EXERCISE REQUIREMENTS | Which lines of the data below include the string "await"? Return each of them.

(RECORDS FOR THIS TASK begins)

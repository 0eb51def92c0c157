//! Configuration management for LeadProbe
//!
//! Loads from optional YAML/TOML files + environment variables via .env.
//! Every key has a default so the tool runs with no files at all.

use anyhow::{bail, Context, Result};
use config::{Config, Environment, File};
use serde::Deserialize;
use std::time::Duration;

use crate::analysis::AnalysisParams;

/// Main application configuration
#[derive(Debug, Clone, Deserialize)]
pub struct AppConfig {
    pub detector: DetectorConfig,
    pub arbitrage: ArbitrageConfig,
    pub http: HttpConfig,
    pub logging: LoggingConfig,
}

#[derive(Debug, Clone, Deserialize)]
pub struct DetectorConfig {
    /// Exchange whose price source we try to identify
    pub target_exchange: String,
    /// Trading pair in any common spelling (BTC/USDT, BTCUSDT, BTC-USDT)
    pub symbol: String,
    /// Reference exchanges that may be leading the target
    pub candidates: Vec<String>,
    /// Trade history window in seconds, anchored at "now"
    pub lookback_secs: u64,
    /// Resample grid spacing in milliseconds
    pub resample_interval_ms: i64,
    /// Correlation scan covers lags -N..=N samples
    pub max_correlation_lag: usize,
    /// Granger test runs lag orders 1..=N
    pub granger_max_lag: usize,
    /// Score multiplier applied when the candidate appears to lead
    pub leader_bonus: f64,
    /// Fewer overlapping samples than this excludes a candidate
    pub min_aligned_samples: usize,
}

#[derive(Debug, Clone, Deserialize)]
pub struct ArbitrageConfig {
    /// Display name of the first venue (prices buy_a/sell_a)
    pub venue_a: String,
    /// Display name of the second venue (prices buy_b/sell_b)
    pub venue_b: String,
    /// Trading fee per exchange, in percent
    pub fee_percent: f64,
}

#[derive(Debug, Clone, Deserialize)]
pub struct HttpConfig {
    /// Per-request timeout enforced by the HTTP client
    pub timeout_ms: u64,
    pub user_agent: String,
}

#[derive(Debug, Clone, Deserialize)]
pub struct LoggingConfig {
    /// Emit JSON log lines instead of human-readable ones
    pub json: bool,
    /// Fallback filter when RUST_LOG is not set
    pub filter: String,
}

impl AppConfig {
    /// Load configuration from file and environment
    pub fn load() -> Result<Self> {
        // Load .env file first
        dotenvy::dotenv().ok();

        let config = Self::builder_with_defaults()?
            // Load config file if exists
            .add_source(File::with_name("config/default").required(false))
            .add_source(File::with_name("config/local").required(false))
            // Override with environment variables (LEADPROBE__DETECTOR__SYMBOL=...)
            .add_source(
                Environment::with_prefix("LEADPROBE")
                    .separator("__")
                    .list_separator(",")
                    .with_list_parse_key("detector.candidates")
                    .try_parsing(true),
            )
            .build()
            .context("Failed to build configuration")?;

        let app_config: AppConfig = config
            .try_deserialize()
            .context("Failed to deserialize configuration")?;

        app_config.validate()?;
        Ok(app_config)
    }

    /// Defaults only, no files or environment
    pub fn defaults() -> Result<Self> {
        Self::builder_with_defaults()?
            .build()
            .context("Failed to build default configuration")?
            .try_deserialize()
            .context("Failed to deserialize default configuration")
    }

    fn builder_with_defaults() -> Result<config::builder::ConfigBuilder<config::builder::DefaultState>>
    {
        let builder = Config::builder()
            // Detector defaults
            .set_default("detector.target_exchange", "mexc")?
            .set_default("detector.symbol", "BTC/USDT")?
            .set_default("detector.candidates", vec!["binance", "bybit", "coinbase"])?
            .set_default("detector.lookback_secs", 180)?
            .set_default("detector.resample_interval_ms", 1000)?
            .set_default("detector.max_correlation_lag", 5)?
            .set_default("detector.granger_max_lag", 3)?
            .set_default("detector.leader_bonus", 1.2)?
            .set_default("detector.min_aligned_samples", 10)?
            // Arbitrage defaults
            .set_default("arbitrage.venue_a", "KCEX")?
            .set_default("arbitrage.venue_b", "Ourbit")?
            .set_default("arbitrage.fee_percent", 0.1)?
            // HTTP defaults
            .set_default("http.timeout_ms", 10_000)?
            .set_default(
                "http.user_agent",
                concat!("leadprobe/", env!("CARGO_PKG_VERSION")),
            )?
            // Logging defaults
            .set_default("logging.json", false)?
            .set_default("logging.filter", "leadprobe=info")?;
        Ok(builder)
    }

    /// Reject values the analysis cannot work with
    pub fn validate(&self) -> Result<()> {
        let d = &self.detector;
        if d.resample_interval_ms <= 0 {
            bail!("detector.resample_interval_ms must be positive");
        }
        if d.lookback_secs == 0 {
            bail!("detector.lookback_secs must be positive");
        }
        if d.max_correlation_lag == 0 {
            bail!("detector.max_correlation_lag must be at least 1");
        }
        if d.granger_max_lag == 0 {
            bail!("detector.granger_max_lag must be at least 1");
        }
        if !(d.leader_bonus.is_finite() && d.leader_bonus > 0.0) {
            bail!("detector.leader_bonus must be a positive number");
        }
        if d.min_aligned_samples < 3 {
            bail!("detector.min_aligned_samples must be at least 3");
        }
        if !(self.arbitrage.fee_percent.is_finite() && self.arbitrage.fee_percent >= 0.0) {
            bail!("arbitrage.fee_percent must be a non-negative number");
        }
        if self.http.timeout_ms == 0 {
            bail!("http.timeout_ms must be positive");
        }
        Ok(())
    }

    /// Generate a digest of the config for logging
    pub fn digest(&self) -> String {
        format!(
            "target={} symbol={} candidates={:?} lookback={}s interval={}ms lags=±{} granger<={}",
            self.detector.target_exchange,
            self.detector.symbol,
            self.detector.candidates,
            self.detector.lookback_secs,
            self.detector.resample_interval_ms,
            self.detector.max_correlation_lag,
            self.detector.granger_max_lag,
        )
    }
}

impl DetectorConfig {
    /// Parameters handed to the pure analysis functions
    pub fn analysis_params(&self) -> AnalysisParams {
        AnalysisParams {
            resample_interval_ms: self.resample_interval_ms,
            max_correlation_lag: self.max_correlation_lag,
            granger_max_lag: self.granger_max_lag,
            leader_bonus: self.leader_bonus,
            min_aligned_samples: self.min_aligned_samples,
        }
    }
}

impl HttpConfig {
    pub fn timeout(&self) -> Duration {
        Duration::from_millis(self.timeout_ms)
    }
}

impl std::fmt::Display for AppConfig {
    fn fmt(&self, f: &mut std::fmt::Formatter<'_>) -> std::fmt::Result {
        write!(f, "{}", self.digest())
    }
}
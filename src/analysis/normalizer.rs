//! Price Series Normalizer - irregular trade streams onto a uniform time grid
//!
//! Each sample holds the last price traded at or before its instant. The grid
//! starts at the first trade (rounded up to the interval) so nothing is
//! invented before the market actually printed.

use serde::Serialize;
use tracing::debug;

use crate::types::Trade;

/// Evenly spaced, forward-filled price series
#[derive(Debug, Clone, PartialEq, Serialize)]
pub struct PriceSeries {
    /// Timestamp of the first sample (epoch ms, multiple of `interval_ms`)
    pub start_ms: i64,
    pub interval_ms: i64,
    pub prices: Vec<f64>,
}

impl PriceSeries {
    pub fn len(&self) -> usize {
        self.prices.len()
    }

    pub fn is_empty(&self) -> bool {
        self.prices.is_empty()
    }

    /// Timestamp of sample `i`
    pub fn timestamp(&self, i: usize) -> i64 {
        self.start_ms + i as i64 * self.interval_ms
    }

    /// Timestamp of the last sample
    pub fn end_ms(&self) -> i64 {
        self.timestamp(self.prices.len().saturating_sub(1))
    }
}

/// Target and candidate prices over their common time range
#[derive(Debug, Clone, PartialEq)]
pub struct AlignedPair {
    pub start_ms: i64,
    pub interval_ms: i64,
    pub target: Vec<f64>,
    pub candidate: Vec<f64>,
}

impl AlignedPair {
    pub fn len(&self) -> usize {
        self.target.len()
    }

    pub fn is_empty(&self) -> bool {
        self.target.is_empty()
    }
}

/// Overlap between two series was too short to analyse
#[derive(Debug, Clone, Copy, PartialEq, Eq)]
pub struct InsufficientAlignment {
    pub aligned: usize,
    pub required: usize,
}

fn ceil_to(ts: i64, interval_ms: i64) -> i64 {
    ts.div_euclid(interval_ms) * interval_ms
        + if ts.rem_euclid(interval_ms) == 0 { 0 } else { interval_ms }
}

/// Resample trades to a fixed interval with forward fill.
///
/// Returns `None` when no trade has a usable price or the interval is not
/// positive.
pub fn resample(trades: &[Trade], interval_ms: i64) -> Option<PriceSeries> {
    if interval_ms <= 0 {
        return None;
    }

    let mut valid: Vec<Trade> = trades.iter().copied().filter(Trade::is_valid).collect();
    if valid.len() < trades.len() {
        debug!(
            dropped = trades.len() - valid.len(),
            "Dropped trades with unusable prices"
        );
    }
    if valid.is_empty() {
        return None;
    }
    valid.sort_by_key(|t| t.ts);

    let start_ms = ceil_to(valid[0].ts, interval_ms);
    let end_ms = ceil_to(valid[valid.len() - 1].ts, interval_ms);
    let samples = ((end_ms - start_ms) / interval_ms) as usize + 1;

    let mut prices = Vec::with_capacity(samples);
    let mut cursor = 0usize;
    let mut last = valid[0].price;
    for i in 0..samples {
        let instant = start_ms + i as i64 * interval_ms;
        while cursor < valid.len() && valid[cursor].ts <= instant {
            last = valid[cursor].price;
            cursor += 1;
        }
        prices.push(last);
    }

    Some(PriceSeries {
        start_ms,
        interval_ms,
        prices,
    })
}

/// Intersect two series on their shared timestamps.
pub fn align(
    target: &PriceSeries,
    candidate: &PriceSeries,
    min_samples: usize,
) -> Result<AlignedPair, InsufficientAlignment> {
    let insufficient = |aligned| InsufficientAlignment {
        aligned,
        required: min_samples,
    };

    if target.interval_ms != candidate.interval_ms
        || target.is_empty()
        || candidate.is_empty()
    {
        return Err(insufficient(0));
    }
    let interval = target.interval_ms;

    let start = target.start_ms.max(candidate.start_ms);
    let end = target.end_ms().min(candidate.end_ms());
    if end < start {
        return Err(insufficient(0));
    }

    let count = ((end - start) / interval) as usize + 1;
    if count < min_samples {
        return Err(insufficient(count));
    }

    let t_off = ((start - target.start_ms) / interval) as usize;
    let c_off = ((start - candidate.start_ms) / interval) as usize;

    Ok(AlignedPair {
        start_ms: start,
        interval_ms: interval,
        target: target.prices[t_off..t_off + count].to_vec(),
        candidate: candidate.prices[c_off..c_off + count].to_vec(),
    })
}

/// Log returns between consecutive prices; one element shorter than the input.
pub fn log_returns(prices: &[f64]) -> Vec<f64> {
    prices.windows(2).map(|w| (w[1] / w[0]).ln()).collect()
}
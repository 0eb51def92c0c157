//! Two-venue arbitrage calculator
//!
//! Round-trip yield of buying on one venue and selling on the other, net of
//! one taker fee per leg. Prices are entered by hand; nothing is fetched.

use serde::Serialize;
use std::fmt;

use crate::error::ArbitrageError;

/// Manually entered prices for two venues plus the per-exchange fee
#[derive(Debug, Clone, PartialEq, Serialize)]
pub struct ArbitrageQuote {
    pub venue_a: String,
    pub venue_b: String,
    pub buy_a: f64,
    pub sell_a: f64,
    pub buy_b: f64,
    pub sell_b: f64,
    /// Fee per exchange in percent (0.1 = 0.1%)
    pub fee_percent: f64,
}

/// Which way to run the round trip
#[derive(Debug, Clone, Copy, PartialEq, Eq, Serialize)]
#[serde(rename_all = "snake_case")]
pub enum Route {
    BuyASellB,
    BuyBSellA,
}

#[derive(Debug, Clone, Copy, PartialEq, Serialize)]
pub struct Recommendation {
    pub route: Route,
    pub yield_pct: f64,
}

/// Both directional yields, in percent
#[derive(Debug, Clone, PartialEq, Serialize)]
pub struct ArbitrageOutcome {
    pub venue_a: String,
    pub venue_b: String,
    pub buy_a_sell_b_pct: f64,
    pub buy_b_sell_a_pct: f64,
    /// `None` when neither direction is profitable
    pub recommendation: Option<Recommendation>,
}

impl ArbitrageOutcome {
    pub fn is_profitable(&self) -> bool {
        self.recommendation.is_some()
    }
}

/// Net yield in percent of buying at `buy` and selling at `sell`, two fee legs
pub fn round_trip_yield_pct(buy: f64, sell: f64, fee_fraction: f64) -> f64 {
    ((sell - buy) / buy - 2.0 * fee_fraction) * 100.0
}

impl ArbitrageQuote {
    fn check_inputs(&self) -> Result<(), ArbitrageError> {
        let prices = [
            ("buy_a", self.buy_a),
            ("sell_a", self.sell_a),
            ("buy_b", self.buy_b),
            ("sell_b", self.sell_b),
        ];
        for (field, value) in prices {
            if !(value.is_finite() && value > 0.0) {
                return Err(ArbitrageError::IncompleteInput { field, value });
            }
        }
        if !(self.fee_percent.is_finite() && self.fee_percent >= 0.0) {
            return Err(ArbitrageError::InvalidFee(self.fee_percent));
        }
        Ok(())
    }

    /// Compute both yields; withheld entirely if any price is missing
    pub fn evaluate(&self) -> Result<ArbitrageOutcome, ArbitrageError> {
        self.check_inputs()?;

        let fee = self.fee_percent / 100.0;
        let buy_a_sell_b_pct = round_trip_yield_pct(self.buy_a, self.sell_b, fee);
        let buy_b_sell_a_pct = round_trip_yield_pct(self.buy_b, self.sell_a, fee);

        // a route must beat the other strictly; equal yields recommend nothing
        let recommendation = if buy_a_sell_b_pct > buy_b_sell_a_pct && buy_a_sell_b_pct > 0.0 {
            Some(Recommendation {
                route: Route::BuyASellB,
                yield_pct: buy_a_sell_b_pct,
            })
        } else if buy_b_sell_a_pct > buy_a_sell_b_pct && buy_b_sell_a_pct > 0.0 {
            Some(Recommendation {
                route: Route::BuyBSellA,
                yield_pct: buy_b_sell_a_pct,
            })
        } else {
            None
        };

        Ok(ArbitrageOutcome {
            venue_a: self.venue_a.clone(),
            venue_b: self.venue_b.clone(),
            buy_a_sell_b_pct,
            buy_b_sell_a_pct,
            recommendation,
        })
    }

    /// Same quote with the venues' roles exchanged
    pub fn swapped(&self) -> Self {
        Self {
            venue_a: self.venue_b.clone(),
            venue_b: self.venue_a.clone(),
            buy_a: self.buy_b,
            sell_a: self.sell_b,
            buy_b: self.buy_a,
            sell_b: self.sell_a,
            fee_percent: self.fee_percent,
        }
    }
}

impl fmt::Display for Route {
    fn fmt(&self, f: &mut fmt::Formatter<'_>) -> fmt::Result {
        match self {
            Route::BuyASellB => write!(f, "buy A / sell B"),
            Route::BuyBSellA => write!(f, "buy B / sell A"),
        }
    }
}
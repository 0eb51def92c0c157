//! Plain-text rendering of detection reports and arbitrage outcomes

use chrono::{DateTime, Utc};
use std::fmt::Write;

use crate::arbitrage::{ArbitrageOutcome, Route};
use crate::detector::DetectionReport;

fn format_ts(ms: i64) -> String {
    DateTime::<Utc>::from_timestamp_millis(ms)
        .map(|dt| dt.format("%H:%M:%S").to_string())
        .unwrap_or_else(|| ms.to_string())
}

/// Ranked leadership table followed by the excluded candidates
pub fn render_detection(report: &DetectionReport) -> String {
    let mut out = String::new();
    let _ = writeln!(
        out,
        "Price source detection for {} on {} ({} → {} UTC, {} samples)",
        report.pair,
        report.target,
        format_ts(report.window_start_ms),
        format_ts(report.window_end_ms),
        report.target_samples,
    );
    out.push('\n');

    if report.ranked.is_empty() {
        out.push_str("No candidate exchange produced usable data.\n");
    } else {
        let _ = writeln!(
            out,
            "{:<4} {:<10} {:>8} {:>5} {:>10} {:>8} {:>7}",
            "#", "exchange", "corr", "lag", "granger p", "score", "samples"
        );
        for (i, r) in report.ranked.iter().enumerate() {
            let _ = writeln!(
                out,
                "{:<4} {:<10} {:>8.4} {:>5} {:>10.4} {:>8.4} {:>7}",
                i + 1,
                r.exchange.to_string(),
                r.best_correlation,
                r.best_lag,
                r.granger_p_value,
                r.score,
                r.aligned_samples,
            );
        }
        if let Some(leader) = report.leader() {
            let _ = writeln!(
                out,
                "\nMost likely price source: {} (score {:.4})",
                leader.exchange, leader.score
            );
        }
    }

    if !report.excluded.is_empty() {
        out.push_str("\nExcluded:\n");
        for ex in &report.excluded {
            let _ = writeln!(out, "  {:<10} {}", ex.exchange, ex.reason);
        }
    }
    out
}

/// Both directions plus the recommendation, one line each
pub fn render_arbitrage(outcome: &ArbitrageOutcome) -> String {
    let a = &outcome.venue_a;
    let b = &outcome.venue_b;
    let mut out = String::new();
    let _ = writeln!(out, "Buy on {a} → Sell on {b}: {:.2}%", outcome.buy_a_sell_b_pct);
    let _ = writeln!(out, "Buy on {b} → Sell on {a}: {:.2}%", outcome.buy_b_sell_a_pct);

    match outcome.recommendation {
        Some(rec) => {
            let (buy, sell) = match rec.route {
                Route::BuyASellB => (a, b),
                Route::BuyBSellA => (b, a),
            };
            let _ = writeln!(
                out,
                "Best option: buy on {buy} and sell on {sell} for {:.2}% profit.",
                rec.yield_pct
            );
        }
        None => out.push_str("No profitable arbitrage opportunity at the moment.\n"),
    }
    out
}
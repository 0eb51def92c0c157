//! Lagged Correlation Scanner
//!
//! Sweeps a symmetric window of integer lags and keeps the one whose Pearson
//! correlation has the largest magnitude.
//!
//! Lag convention (relied on by the ranking bonus):
//! - `L > 0` pairs `target[L..]` with `candidate[..n-L]`
//! - `L < 0` pairs `target[..n-|L|]` with `candidate[|L|..]`

use serde::Serialize;

/// Best lag found by [`scan_lags`]
#[derive(Debug, Clone, Copy, PartialEq, Serialize)]
pub struct LagScan {
    pub lag: i32,
    pub correlation: f64,
}

impl Default for LagScan {
    fn default() -> Self {
        Self {
            lag: 0,
            correlation: 0.0,
        }
    }
}

/// Pearson correlation coefficient.
///
/// `None` when fewer than two points overlap or either side has no variance.
pub fn pearson(x: &[f64], y: &[f64]) -> Option<f64> {
    let n = x.len().min(y.len());
    if n < 2 {
        return None;
    }
    let (x, y) = (&x[..n], &y[..n]);

    let mean_x = x.iter().sum::<f64>() / n as f64;
    let mean_y = y.iter().sum::<f64>() / n as f64;

    let mut cov = 0.0;
    let mut var_x = 0.0;
    let mut var_y = 0.0;
    for (a, b) in x.iter().zip(y) {
        let dx = a - mean_x;
        let dy = b - mean_y;
        cov += dx * dy;
        var_x += dx * dx;
        var_y += dy * dy;
    }

    if var_x <= 0.0 || var_y <= 0.0 {
        return None;
    }
    let r = cov / (var_x.sqrt() * var_y.sqrt());
    r.is_finite().then(|| r.clamp(-1.0, 1.0))
}

/// Slices compared at a given lag, or `None` if the lag leaves nothing to compare.
fn lagged<'a>(
    target: &'a [f64],
    candidate: &'a [f64],
    lag: i32,
) -> Option<(&'a [f64], &'a [f64])> {
    let n = target.len().min(candidate.len());
    let shift = lag.unsigned_abs() as usize;
    if shift >= n {
        return None;
    }
    let (target, candidate) = (&target[..n], &candidate[..n]);
    Some(if lag > 0 {
        (&target[shift..], &candidate[..n - shift])
    } else if lag < 0 {
        (&target[..n - shift], &candidate[shift..])
    } else {
        (target, candidate)
    })
}

/// Scan lags `-max_lag..=max_lag` and return the strongest correlation.
///
/// Ties keep the earliest lag in ascending order. Lags with no usable
/// correlation are skipped; if none is usable the result is lag 0, r = 0.
pub fn scan_lags(target: &[f64], candidate: &[f64], max_lag: usize) -> LagScan {
    let max_lag = max_lag as i32;
    let mut best: Option<LagScan> = None;

    for lag in -max_lag..=max_lag {
        let Some((t, c)) = lagged(target, candidate, lag) else {
            continue;
        };
        let Some(correlation) = pearson(t, c) else {
            continue;
        };
        if best.map_or(true, |b| correlation.abs() > b.correlation.abs()) {
            best = Some(LagScan { lag, correlation });
        }
    }

    best.unwrap_or_default()
}
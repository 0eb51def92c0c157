//! Error types for market-data sources, the detector and the arbitrage tool
//!
//! Only target-fetch failures abort a detection run. Everything else is
//! mapped into an [`ExclusionReason`] for the affected candidate or into a
//! safe statistical default.

use serde::Serialize;
use thiserror::Error;

use crate::types::ExchangeId;

/// Failure reported by a single exchange adapter.
#[derive(Debug, Error)]
pub enum SourceError {
    /// None of the pair's equivalent spellings exist on the venue.
    #[error("symbol {symbol} not listed on {exchange}")]
    SymbolNotFound { exchange: ExchangeId, symbol: String },

    /// The venue answered with a non-success status.
    #[error("{exchange} returned HTTP {status}: {body}")]
    Api {
        exchange: ExchangeId,
        status: u16,
        body: String,
    },

    /// Transport failure, including the client-side request timeout.
    #[error("request failed: {0}")]
    Http(#[from] reqwest::Error),

    /// The response body did not match the expected shape.
    #[error("could not decode {exchange} response: {msg}")]
    Decode { exchange: ExchangeId, msg: String },
}

/// Errors that abort a whole detection run.
#[derive(Debug, Error)]
pub enum DetectError {
    #[error("unknown exchange: {0}")]
    UnknownExchange(String),

    #[error("unrecognised trading symbol: {0}")]
    InvalidSymbol(String),

    /// The target could not supply data, so there is nothing to compare against.
    #[error("no usable data from {exchange}: {reason}")]
    DataUnavailable { exchange: String, reason: String },

    #[error("no market data source registered for {0}")]
    SourceNotRegistered(ExchangeId),
}

/// Why a candidate exchange was left out of the ranking.
#[derive(Debug, Clone, PartialEq, Eq, Serialize)]
#[serde(tag = "kind", rename_all = "snake_case")]
pub enum ExclusionReason {
    /// Identifier did not name a supported exchange.
    UnknownExchange,
    /// Fetch failed or the symbol could not be resolved.
    Unavailable { message: String },
    /// Fetch succeeded but returned no usable trades inside the window.
    NoTrades,
    /// Too few overlapping samples with the target.
    InsufficientAlignment { aligned: usize, required: usize },
}

impl std::fmt::Display for ExclusionReason {
    fn fmt(&self, f: &mut std::fmt::Formatter<'_>) -> std::fmt::Result {
        match self {
            ExclusionReason::UnknownExchange => write!(f, "unknown exchange"),
            ExclusionReason::Unavailable { message } => write!(f, "unavailable: {message}"),
            ExclusionReason::NoTrades => write!(f, "no trades in window"),
            ExclusionReason::InsufficientAlignment { aligned, required } => {
                write!(f, "only {aligned} aligned samples (need {required})")
            }
        }
    }
}

/// Arbitrage input could not be evaluated.
#[derive(Debug, Clone, PartialEq, Error)]
pub enum ArbitrageError {
    /// A price is missing (zero), negative or not a number.
    #[error("please fill in all price fields: {field} = {value}")]
    IncompleteInput { field: &'static str, value: f64 },

    #[error("fee percentage must be a non-negative number, got {0}")]
    InvalidFee(f64),
}
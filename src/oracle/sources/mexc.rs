//! MEXC spot REST client (Binance-compatible v3 API)
//!
//! `/api/v3/trades` has no start time parameter; the most recent trades are
//! returned and the window filter drops anything older.

use async_trait::async_trait;
use serde::Deserialize;

use crate::error::SourceError;
use crate::oracle::sources::{decode, fetch_first_listed, get, parse_price};
use crate::oracle::MarketDataSource;
use crate::types::{ExchangeId, Trade, TradingPair};

const MEXC_REST_URL: &str = "https://api.mexc.com";
const MAX_TRADES: usize = 1000;

#[derive(Debug, Clone, Deserialize)]
struct MexcTrade {
    price: String,
    time: i64,
}

#[derive(Debug, Clone, Deserialize)]
struct ApiError {
    code: i64,
    #[serde(default)]
    msg: String,
}

impl ApiError {
    fn is_invalid_symbol(&self) -> bool {
        self.code == -1121 || self.msg.to_lowercase().contains("symbol")
    }
}

#[derive(Debug, Clone)]
pub struct MexcClient {
    client: reqwest::Client,
    base_url: String,
}

impl MexcClient {
    pub fn new(client: reqwest::Client) -> Self {
        Self::with_base_url(client, MEXC_REST_URL)
    }

    pub fn with_base_url(client: reqwest::Client, base_url: &str) -> Self {
        Self {
            client,
            base_url: base_url.trim_end_matches('/').to_string(),
        }
    }

    async fn fetch_pair(&self, pair: TradingPair) -> Result<Vec<Trade>, SourceError> {
        let url = format!("{}/api/v3/trades", self.base_url);
        let query = [("symbol", pair.concat()), ("limit", MAX_TRADES.to_string())];

        tracing::debug!(source = %"MEXC", symbol = %pair.concat(), "📥 Fetching recent trades...");
        let response = get(&self.client, &url, &query).await?;

        if !response.is_success() {
            let invalid_symbol = decode::<ApiError>(ExchangeId::Mexc, &response.body)
                .map(|e| e.is_invalid_symbol())
                .unwrap_or(false);
            if invalid_symbol {
                return Err(SourceError::SymbolNotFound {
                    exchange: ExchangeId::Mexc,
                    symbol: pair.concat(),
                });
            }
            return Err(response.api_error(ExchangeId::Mexc));
        }

        parse_trades(&response.body)
    }
}

fn parse_trades(body: &str) -> Result<Vec<Trade>, SourceError> {
    let rows: Vec<MexcTrade> = decode(ExchangeId::Mexc, body)?;
    Ok(rows
        .into_iter()
        .filter_map(|row| Some(Trade::new(row.time, parse_price(&row.price)?)))
        .collect())
}

#[async_trait]
impl MarketDataSource for MexcClient {
    fn id(&self) -> ExchangeId {
        ExchangeId::Mexc
    }

    async fn fetch_trades(
        &self,
        pair: &TradingPair,
        since_ms: i64,
    ) -> Result<Vec<Trade>, SourceError> {
        fetch_first_listed(ExchangeId::Mexc, pair, since_ms, |p| self.fetch_pair(p)).await
    }
}
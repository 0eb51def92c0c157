//! Binance spot REST client for recent aggregated trades

use async_trait::async_trait;
use serde::Deserialize;

use crate::error::SourceError;
use crate::oracle::sources::{decode, fetch_first_listed, get, parse_price};
use crate::oracle::MarketDataSource;
use crate::types::{ExchangeId, Trade, TradingPair};

const BINANCE_REST_URL: &str = "https://api.binance.com";
const MAX_TRADES: usize = 1000;

/// Binance answers an unknown symbol with HTTP 400 and this code
const INVALID_SYMBOL_CODE: i64 = -1121;

#[derive(Debug, Clone, Deserialize)]
struct AggTrade {
    #[serde(rename = "p")]
    price: String,
    #[serde(rename = "T")]
    ts: i64,
}

#[derive(Debug, Clone, Deserialize)]
struct ApiError {
    code: i64,
}

#[derive(Debug, Clone)]
pub struct BinanceClient {
    client: reqwest::Client,
    base_url: String,
}

impl BinanceClient {
    pub fn new(client: reqwest::Client) -> Self {
        Self::with_base_url(client, BINANCE_REST_URL)
    }

    pub fn with_base_url(client: reqwest::Client, base_url: &str) -> Self {
        Self {
            client,
            base_url: base_url.trim_end_matches('/').to_string(),
        }
    }

    async fn fetch_pair(&self, pair: TradingPair, since_ms: i64) -> Result<Vec<Trade>, SourceError> {
        let url = format!("{}/api/v3/aggTrades", self.base_url);
        let query = [
            ("symbol", pair.concat()),
            ("startTime", since_ms.to_string()),
            ("limit", MAX_TRADES.to_string()),
        ];

        tracing::debug!(source = %"Binance", symbol = %pair.concat(), "📥 Fetching aggregated trades...");
        let response = get(&self.client, &url, &query).await?;

        if !response.is_success() {
            let invalid_symbol = decode::<ApiError>(ExchangeId::Binance, &response.body)
                .map(|e| e.code == INVALID_SYMBOL_CODE)
                .unwrap_or(false);
            if response.status == 400 && invalid_symbol {
                return Err(SourceError::SymbolNotFound {
                    exchange: ExchangeId::Binance,
                    symbol: pair.concat(),
                });
            }
            return Err(response.api_error(ExchangeId::Binance));
        }

        parse_trades(&response.body)
    }
}

fn parse_trades(body: &str) -> Result<Vec<Trade>, SourceError> {
    let rows: Vec<AggTrade> = decode(ExchangeId::Binance, body)?;
    Ok(rows
        .into_iter()
        .filter_map(|row| Some(Trade::new(row.ts, parse_price(&row.price)?)))
        .collect())
}

#[async_trait]
impl MarketDataSource for BinanceClient {
    fn id(&self) -> ExchangeId {
        ExchangeId::Binance
    }

    async fn fetch_trades(
        &self,
        pair: &TradingPair,
        since_ms: i64,
    ) -> Result<Vec<Trade>, SourceError> {
        fetch_first_listed(ExchangeId::Binance, pair, since_ms, |p| {
            self.fetch_pair(p, since_ms)
        })
        .await
    }
}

(RECORDS FOR THIS TASK ends)

SOLUTION FOR THIS PROBLEM |
        let response = get(&self.client, &url, &query).await?;
        fetch_first_listed(ExchangeId::Mexc, pair, since_ms, |p| self.fetch_pair(p)).await
        let response = get(&self.client, &url, &query).await?;
        .await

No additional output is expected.